Exercise:
Pick out every line in the data below that holds "crate".

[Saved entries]

[Start of section]

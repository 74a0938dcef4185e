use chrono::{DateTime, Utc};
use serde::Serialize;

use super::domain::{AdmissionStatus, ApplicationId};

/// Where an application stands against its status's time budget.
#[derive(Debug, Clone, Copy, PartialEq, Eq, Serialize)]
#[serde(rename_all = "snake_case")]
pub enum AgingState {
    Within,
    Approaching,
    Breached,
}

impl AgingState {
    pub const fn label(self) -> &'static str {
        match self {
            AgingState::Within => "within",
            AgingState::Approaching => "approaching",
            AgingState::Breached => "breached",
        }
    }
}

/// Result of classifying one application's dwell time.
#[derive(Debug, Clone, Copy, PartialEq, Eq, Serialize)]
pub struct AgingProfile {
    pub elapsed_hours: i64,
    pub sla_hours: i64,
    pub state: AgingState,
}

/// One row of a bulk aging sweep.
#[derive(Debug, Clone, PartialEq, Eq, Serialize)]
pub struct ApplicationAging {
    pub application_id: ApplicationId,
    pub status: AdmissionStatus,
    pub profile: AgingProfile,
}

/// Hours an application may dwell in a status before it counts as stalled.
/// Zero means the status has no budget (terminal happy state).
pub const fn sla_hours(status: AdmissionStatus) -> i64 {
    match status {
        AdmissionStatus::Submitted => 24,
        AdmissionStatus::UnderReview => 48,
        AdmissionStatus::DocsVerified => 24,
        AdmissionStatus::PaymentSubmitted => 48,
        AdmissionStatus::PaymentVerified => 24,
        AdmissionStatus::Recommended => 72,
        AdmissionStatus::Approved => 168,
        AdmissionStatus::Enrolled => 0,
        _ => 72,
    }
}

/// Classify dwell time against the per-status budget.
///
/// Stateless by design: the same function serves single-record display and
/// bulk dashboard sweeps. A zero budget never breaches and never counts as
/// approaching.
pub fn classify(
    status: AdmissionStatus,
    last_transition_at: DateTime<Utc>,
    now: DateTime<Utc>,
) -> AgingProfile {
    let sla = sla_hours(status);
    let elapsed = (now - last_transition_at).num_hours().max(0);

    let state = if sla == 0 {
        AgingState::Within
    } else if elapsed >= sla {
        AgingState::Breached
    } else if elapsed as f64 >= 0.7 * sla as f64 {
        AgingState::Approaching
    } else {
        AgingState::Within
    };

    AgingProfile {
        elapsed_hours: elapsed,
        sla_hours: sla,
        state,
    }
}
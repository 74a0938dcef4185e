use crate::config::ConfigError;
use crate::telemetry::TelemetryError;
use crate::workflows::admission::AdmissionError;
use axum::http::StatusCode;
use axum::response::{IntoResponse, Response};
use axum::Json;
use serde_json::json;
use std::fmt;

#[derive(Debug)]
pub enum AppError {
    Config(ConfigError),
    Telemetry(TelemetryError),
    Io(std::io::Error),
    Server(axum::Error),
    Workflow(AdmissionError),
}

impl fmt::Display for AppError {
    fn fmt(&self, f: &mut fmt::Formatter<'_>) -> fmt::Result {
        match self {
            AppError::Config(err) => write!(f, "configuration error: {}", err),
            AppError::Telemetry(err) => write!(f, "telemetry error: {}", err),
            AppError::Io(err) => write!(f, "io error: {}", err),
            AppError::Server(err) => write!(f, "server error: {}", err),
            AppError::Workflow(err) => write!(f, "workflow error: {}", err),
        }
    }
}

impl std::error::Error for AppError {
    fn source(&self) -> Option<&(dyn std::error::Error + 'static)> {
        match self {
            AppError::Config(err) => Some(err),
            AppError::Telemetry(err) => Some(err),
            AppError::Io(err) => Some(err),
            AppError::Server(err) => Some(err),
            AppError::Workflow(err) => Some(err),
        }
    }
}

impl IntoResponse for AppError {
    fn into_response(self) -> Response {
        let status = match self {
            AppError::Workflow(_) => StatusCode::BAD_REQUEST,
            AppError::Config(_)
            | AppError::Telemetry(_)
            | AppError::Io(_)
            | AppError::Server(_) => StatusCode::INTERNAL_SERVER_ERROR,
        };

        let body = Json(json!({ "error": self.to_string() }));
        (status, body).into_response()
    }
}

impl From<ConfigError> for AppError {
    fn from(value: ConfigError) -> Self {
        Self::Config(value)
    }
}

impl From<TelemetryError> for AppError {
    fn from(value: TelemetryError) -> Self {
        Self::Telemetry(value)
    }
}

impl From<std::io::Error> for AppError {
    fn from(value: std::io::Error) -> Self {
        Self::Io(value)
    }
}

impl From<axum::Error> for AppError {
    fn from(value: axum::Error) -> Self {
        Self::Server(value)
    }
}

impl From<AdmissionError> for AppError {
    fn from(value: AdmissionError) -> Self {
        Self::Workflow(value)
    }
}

[End of section]

Answer below:
use crate::config::ConfigError;
use crate::telemetry::TelemetryError;
use crate::workflows::admission::AdmissionError;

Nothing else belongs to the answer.